[Records from a data source]
==*==
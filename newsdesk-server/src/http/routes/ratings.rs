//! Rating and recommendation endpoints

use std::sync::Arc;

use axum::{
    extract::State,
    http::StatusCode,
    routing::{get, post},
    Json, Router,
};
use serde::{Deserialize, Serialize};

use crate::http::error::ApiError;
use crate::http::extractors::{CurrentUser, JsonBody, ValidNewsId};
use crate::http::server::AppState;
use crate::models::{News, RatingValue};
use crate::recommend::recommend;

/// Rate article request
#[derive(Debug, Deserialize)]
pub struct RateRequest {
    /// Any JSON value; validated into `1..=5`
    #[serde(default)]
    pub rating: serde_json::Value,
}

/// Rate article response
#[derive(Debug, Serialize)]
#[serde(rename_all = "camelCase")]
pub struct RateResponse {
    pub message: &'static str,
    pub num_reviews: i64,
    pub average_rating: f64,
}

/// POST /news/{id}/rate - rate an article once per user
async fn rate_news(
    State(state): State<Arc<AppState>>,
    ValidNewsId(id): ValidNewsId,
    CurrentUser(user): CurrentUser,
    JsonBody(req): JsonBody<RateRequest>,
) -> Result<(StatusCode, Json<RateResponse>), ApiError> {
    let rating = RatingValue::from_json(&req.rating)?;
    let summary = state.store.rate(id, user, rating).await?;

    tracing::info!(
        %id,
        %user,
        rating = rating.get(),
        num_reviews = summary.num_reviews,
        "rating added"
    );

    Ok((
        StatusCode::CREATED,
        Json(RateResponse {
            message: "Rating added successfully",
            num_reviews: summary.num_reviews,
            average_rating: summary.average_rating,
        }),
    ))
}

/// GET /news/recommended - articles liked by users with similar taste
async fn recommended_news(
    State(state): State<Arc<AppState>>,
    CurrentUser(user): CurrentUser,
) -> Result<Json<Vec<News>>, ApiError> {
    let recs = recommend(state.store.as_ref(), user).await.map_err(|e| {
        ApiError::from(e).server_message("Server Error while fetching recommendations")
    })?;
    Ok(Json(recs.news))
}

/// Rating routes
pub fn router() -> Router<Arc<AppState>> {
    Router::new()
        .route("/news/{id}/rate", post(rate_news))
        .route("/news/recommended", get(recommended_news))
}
==*==
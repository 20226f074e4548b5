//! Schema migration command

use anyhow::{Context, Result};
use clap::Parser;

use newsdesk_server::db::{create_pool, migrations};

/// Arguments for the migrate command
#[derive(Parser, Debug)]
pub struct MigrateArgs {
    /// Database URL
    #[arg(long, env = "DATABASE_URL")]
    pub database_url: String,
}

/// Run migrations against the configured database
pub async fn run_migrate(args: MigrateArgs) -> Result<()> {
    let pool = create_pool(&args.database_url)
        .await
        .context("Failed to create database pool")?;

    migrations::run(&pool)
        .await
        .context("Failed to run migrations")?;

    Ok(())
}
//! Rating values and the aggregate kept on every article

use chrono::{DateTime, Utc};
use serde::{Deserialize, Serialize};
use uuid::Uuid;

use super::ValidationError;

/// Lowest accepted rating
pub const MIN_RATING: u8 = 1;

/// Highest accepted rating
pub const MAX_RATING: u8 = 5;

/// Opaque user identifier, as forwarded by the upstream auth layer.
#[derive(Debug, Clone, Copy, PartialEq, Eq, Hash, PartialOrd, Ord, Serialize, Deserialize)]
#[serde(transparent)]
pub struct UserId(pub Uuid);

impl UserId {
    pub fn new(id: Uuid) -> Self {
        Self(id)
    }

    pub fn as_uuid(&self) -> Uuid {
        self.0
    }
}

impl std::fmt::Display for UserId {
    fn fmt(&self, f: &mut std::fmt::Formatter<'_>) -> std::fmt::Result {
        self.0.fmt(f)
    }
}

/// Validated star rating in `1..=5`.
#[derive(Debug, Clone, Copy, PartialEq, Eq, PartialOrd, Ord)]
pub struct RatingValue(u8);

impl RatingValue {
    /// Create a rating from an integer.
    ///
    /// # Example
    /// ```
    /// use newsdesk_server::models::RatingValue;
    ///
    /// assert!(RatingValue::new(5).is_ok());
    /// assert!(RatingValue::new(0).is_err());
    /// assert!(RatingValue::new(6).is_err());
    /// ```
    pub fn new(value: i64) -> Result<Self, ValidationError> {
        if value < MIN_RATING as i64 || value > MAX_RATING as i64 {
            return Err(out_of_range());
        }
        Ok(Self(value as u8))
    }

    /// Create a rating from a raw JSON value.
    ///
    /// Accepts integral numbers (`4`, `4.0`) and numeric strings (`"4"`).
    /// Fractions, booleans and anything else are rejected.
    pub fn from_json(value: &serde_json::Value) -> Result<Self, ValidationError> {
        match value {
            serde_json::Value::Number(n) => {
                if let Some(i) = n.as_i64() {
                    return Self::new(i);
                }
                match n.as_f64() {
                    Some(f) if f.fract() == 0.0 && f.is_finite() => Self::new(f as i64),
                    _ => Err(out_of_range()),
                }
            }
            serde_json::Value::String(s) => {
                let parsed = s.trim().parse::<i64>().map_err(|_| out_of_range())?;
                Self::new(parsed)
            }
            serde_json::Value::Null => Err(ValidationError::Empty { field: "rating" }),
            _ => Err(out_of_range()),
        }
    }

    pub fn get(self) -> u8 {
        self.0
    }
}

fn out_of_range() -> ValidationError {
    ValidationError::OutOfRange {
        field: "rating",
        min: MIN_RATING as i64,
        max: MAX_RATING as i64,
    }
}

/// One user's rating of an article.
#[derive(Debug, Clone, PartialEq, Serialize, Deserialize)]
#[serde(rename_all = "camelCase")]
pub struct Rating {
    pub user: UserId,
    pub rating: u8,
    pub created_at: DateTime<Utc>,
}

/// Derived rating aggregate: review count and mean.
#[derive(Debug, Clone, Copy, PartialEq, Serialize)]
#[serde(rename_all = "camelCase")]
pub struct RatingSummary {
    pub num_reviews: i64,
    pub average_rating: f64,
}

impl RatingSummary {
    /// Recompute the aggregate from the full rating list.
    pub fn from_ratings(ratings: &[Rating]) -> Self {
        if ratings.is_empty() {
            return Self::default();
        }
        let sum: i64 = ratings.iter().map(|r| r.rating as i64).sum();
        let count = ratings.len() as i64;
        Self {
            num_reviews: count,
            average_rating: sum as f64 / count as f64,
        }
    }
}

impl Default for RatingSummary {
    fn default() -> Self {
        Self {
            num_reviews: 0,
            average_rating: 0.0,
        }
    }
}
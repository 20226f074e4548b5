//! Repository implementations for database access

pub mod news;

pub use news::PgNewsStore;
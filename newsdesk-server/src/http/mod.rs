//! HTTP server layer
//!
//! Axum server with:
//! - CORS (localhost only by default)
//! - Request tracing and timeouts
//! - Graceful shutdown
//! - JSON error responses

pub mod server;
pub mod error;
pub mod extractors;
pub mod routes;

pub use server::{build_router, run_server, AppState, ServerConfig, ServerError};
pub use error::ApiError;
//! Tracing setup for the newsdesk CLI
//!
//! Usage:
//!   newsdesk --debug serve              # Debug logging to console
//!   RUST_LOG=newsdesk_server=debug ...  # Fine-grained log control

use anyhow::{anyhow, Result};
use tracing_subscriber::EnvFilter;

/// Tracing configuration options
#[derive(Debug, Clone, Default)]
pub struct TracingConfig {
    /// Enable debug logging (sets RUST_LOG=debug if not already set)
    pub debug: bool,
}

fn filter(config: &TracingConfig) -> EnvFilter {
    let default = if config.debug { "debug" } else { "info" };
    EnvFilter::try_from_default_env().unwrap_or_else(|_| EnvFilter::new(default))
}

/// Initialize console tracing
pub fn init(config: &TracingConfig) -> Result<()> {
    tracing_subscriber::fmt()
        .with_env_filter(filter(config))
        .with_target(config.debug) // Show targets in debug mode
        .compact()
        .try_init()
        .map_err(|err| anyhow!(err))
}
==*==
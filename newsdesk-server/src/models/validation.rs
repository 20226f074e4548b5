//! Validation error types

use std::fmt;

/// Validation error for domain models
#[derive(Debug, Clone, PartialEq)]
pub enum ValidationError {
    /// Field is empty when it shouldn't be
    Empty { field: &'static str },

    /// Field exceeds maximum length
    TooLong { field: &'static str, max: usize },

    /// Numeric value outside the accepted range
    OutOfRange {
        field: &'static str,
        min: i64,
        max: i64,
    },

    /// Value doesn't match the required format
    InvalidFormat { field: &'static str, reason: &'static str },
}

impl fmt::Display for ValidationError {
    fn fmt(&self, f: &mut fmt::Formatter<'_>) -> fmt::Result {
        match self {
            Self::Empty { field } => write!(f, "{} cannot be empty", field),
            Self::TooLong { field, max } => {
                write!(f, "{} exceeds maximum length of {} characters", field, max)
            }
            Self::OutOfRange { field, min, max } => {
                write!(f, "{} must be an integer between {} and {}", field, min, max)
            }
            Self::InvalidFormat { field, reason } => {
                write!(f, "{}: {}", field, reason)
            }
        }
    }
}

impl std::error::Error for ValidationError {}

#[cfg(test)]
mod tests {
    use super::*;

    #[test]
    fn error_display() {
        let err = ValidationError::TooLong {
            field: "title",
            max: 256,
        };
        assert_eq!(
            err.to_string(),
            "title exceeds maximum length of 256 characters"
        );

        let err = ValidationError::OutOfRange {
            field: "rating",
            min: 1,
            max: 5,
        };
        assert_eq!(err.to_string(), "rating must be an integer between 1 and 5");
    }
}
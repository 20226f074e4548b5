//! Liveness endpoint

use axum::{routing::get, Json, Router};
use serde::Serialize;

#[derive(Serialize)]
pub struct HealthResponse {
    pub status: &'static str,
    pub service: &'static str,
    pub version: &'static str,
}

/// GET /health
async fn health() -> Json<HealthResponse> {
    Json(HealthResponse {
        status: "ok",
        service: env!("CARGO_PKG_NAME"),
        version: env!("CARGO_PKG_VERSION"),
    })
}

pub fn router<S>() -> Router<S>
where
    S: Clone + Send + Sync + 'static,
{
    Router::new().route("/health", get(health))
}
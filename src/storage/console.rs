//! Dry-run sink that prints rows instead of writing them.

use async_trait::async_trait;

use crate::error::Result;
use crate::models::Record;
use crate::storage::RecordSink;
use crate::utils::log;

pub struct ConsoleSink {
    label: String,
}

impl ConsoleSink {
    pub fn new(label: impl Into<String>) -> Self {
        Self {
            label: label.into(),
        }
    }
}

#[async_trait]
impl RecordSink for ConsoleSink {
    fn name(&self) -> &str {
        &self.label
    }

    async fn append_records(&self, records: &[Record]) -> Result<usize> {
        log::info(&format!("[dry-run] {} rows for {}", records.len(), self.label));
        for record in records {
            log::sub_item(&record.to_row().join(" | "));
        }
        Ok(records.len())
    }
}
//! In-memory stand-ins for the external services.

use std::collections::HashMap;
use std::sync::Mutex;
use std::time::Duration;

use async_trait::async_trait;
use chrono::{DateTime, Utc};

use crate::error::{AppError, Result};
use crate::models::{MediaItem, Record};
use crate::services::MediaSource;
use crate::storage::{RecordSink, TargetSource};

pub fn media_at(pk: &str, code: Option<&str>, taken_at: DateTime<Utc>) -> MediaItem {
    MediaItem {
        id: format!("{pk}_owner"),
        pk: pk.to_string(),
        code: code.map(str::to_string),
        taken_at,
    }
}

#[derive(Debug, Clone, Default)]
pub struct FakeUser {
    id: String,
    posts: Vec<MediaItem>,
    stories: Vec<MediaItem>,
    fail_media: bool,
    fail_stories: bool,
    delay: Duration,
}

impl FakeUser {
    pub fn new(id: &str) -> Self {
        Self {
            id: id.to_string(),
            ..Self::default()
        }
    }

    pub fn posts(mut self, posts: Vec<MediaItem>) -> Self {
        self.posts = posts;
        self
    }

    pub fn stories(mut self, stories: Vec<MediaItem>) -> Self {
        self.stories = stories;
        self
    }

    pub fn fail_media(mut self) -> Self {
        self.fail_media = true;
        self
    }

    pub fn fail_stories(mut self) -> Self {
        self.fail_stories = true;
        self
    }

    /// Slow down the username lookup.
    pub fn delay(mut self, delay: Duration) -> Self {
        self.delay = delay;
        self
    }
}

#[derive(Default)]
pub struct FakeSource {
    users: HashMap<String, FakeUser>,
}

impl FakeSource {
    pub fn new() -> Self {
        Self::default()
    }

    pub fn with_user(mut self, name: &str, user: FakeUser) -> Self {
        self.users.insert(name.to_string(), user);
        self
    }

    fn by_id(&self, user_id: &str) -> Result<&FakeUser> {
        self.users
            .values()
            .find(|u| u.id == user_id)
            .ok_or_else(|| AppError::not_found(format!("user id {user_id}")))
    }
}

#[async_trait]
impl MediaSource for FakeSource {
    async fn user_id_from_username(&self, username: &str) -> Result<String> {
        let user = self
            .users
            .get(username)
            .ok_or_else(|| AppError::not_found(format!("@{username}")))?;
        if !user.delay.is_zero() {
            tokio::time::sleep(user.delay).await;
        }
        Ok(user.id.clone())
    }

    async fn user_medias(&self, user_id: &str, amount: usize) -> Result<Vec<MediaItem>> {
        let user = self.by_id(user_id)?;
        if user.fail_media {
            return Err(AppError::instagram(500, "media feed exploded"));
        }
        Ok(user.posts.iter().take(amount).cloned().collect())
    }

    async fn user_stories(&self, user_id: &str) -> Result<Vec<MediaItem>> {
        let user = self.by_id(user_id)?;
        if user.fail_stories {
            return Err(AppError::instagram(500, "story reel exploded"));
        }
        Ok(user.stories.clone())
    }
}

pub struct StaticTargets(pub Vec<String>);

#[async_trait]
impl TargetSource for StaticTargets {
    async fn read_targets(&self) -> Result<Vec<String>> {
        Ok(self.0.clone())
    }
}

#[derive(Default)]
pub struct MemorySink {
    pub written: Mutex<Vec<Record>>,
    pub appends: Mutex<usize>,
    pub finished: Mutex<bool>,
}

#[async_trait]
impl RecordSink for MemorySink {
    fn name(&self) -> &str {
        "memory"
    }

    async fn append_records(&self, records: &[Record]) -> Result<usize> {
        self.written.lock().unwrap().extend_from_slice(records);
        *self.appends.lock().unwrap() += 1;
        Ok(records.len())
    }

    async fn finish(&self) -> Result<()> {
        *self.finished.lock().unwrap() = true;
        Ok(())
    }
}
==*==
PROBLEM DETAILS:
Please transcribe only the lines in the records above running from the line that has "filename newsdesk-server/src/http/routes/ratings.rs" through the line that has "use crate::http::error::ApiError;", both included, exactly as they appear.

RESPONSE TO THIS TASK:
filename newsdesk-server/src/http/routes/ratings.rs
//! Rating and recommendation endpoints

use std::sync::Arc;

use axum::{
    extract::State,
    http::StatusCode,
    routing::{get, post},
    Json, Router,
};
use serde::{Deserialize, Serialize};

use crate::http::error::ApiError;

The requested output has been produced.